(Collected data entries)
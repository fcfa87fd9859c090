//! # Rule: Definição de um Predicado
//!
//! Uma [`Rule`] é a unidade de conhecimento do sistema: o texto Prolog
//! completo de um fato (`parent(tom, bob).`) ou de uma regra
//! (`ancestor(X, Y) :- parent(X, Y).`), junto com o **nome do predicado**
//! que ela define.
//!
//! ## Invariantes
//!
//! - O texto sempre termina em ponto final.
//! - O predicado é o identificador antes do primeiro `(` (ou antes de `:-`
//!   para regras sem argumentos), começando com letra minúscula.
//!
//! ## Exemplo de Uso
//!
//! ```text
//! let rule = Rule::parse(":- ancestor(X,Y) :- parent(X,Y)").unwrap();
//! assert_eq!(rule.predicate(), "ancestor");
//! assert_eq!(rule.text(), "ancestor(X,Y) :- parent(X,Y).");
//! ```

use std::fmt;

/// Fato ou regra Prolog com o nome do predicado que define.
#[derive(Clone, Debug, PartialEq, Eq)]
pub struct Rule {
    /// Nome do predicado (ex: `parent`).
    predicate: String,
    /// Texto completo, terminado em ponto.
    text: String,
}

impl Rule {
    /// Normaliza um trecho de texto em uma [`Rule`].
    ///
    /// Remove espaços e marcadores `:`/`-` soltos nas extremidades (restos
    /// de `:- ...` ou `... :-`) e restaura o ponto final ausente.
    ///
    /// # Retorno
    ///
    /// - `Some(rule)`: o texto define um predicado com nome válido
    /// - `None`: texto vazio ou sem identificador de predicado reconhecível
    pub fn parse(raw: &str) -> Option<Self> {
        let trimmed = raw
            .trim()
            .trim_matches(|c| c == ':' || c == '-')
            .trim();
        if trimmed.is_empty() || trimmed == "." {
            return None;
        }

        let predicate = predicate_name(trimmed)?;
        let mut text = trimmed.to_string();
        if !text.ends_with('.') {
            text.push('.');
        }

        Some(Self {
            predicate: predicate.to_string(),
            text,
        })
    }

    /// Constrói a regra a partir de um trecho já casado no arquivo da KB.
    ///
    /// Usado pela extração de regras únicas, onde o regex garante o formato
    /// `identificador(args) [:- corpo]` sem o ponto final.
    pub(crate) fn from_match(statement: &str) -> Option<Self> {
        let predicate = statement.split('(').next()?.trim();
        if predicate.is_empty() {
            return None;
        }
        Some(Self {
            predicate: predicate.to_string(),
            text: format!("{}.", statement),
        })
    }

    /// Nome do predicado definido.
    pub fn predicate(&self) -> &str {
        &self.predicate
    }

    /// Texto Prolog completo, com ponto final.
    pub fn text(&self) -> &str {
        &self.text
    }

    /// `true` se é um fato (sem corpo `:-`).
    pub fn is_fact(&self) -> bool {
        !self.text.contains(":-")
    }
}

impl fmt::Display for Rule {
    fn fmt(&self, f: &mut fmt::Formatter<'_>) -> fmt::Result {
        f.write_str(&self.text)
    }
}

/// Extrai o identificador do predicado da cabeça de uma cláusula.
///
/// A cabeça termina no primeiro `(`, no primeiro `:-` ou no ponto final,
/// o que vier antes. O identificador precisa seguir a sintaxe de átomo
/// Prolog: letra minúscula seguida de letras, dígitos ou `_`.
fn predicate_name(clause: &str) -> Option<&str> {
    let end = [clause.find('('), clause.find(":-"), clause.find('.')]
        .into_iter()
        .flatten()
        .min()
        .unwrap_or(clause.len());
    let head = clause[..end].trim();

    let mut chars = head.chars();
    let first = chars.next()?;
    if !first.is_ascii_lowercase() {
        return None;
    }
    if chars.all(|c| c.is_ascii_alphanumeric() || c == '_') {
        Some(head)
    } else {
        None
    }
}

**TASK ITEM:**
Each line in the records that carries "completo" must be copied out.

**SOLUTION TO THIS TASK:**
//! completo de um fato (`parent(tom, bob).`) ou de uma regra
    /// Texto completo, terminado em ponto.
    /// Texto Prolog completo, com ponto final.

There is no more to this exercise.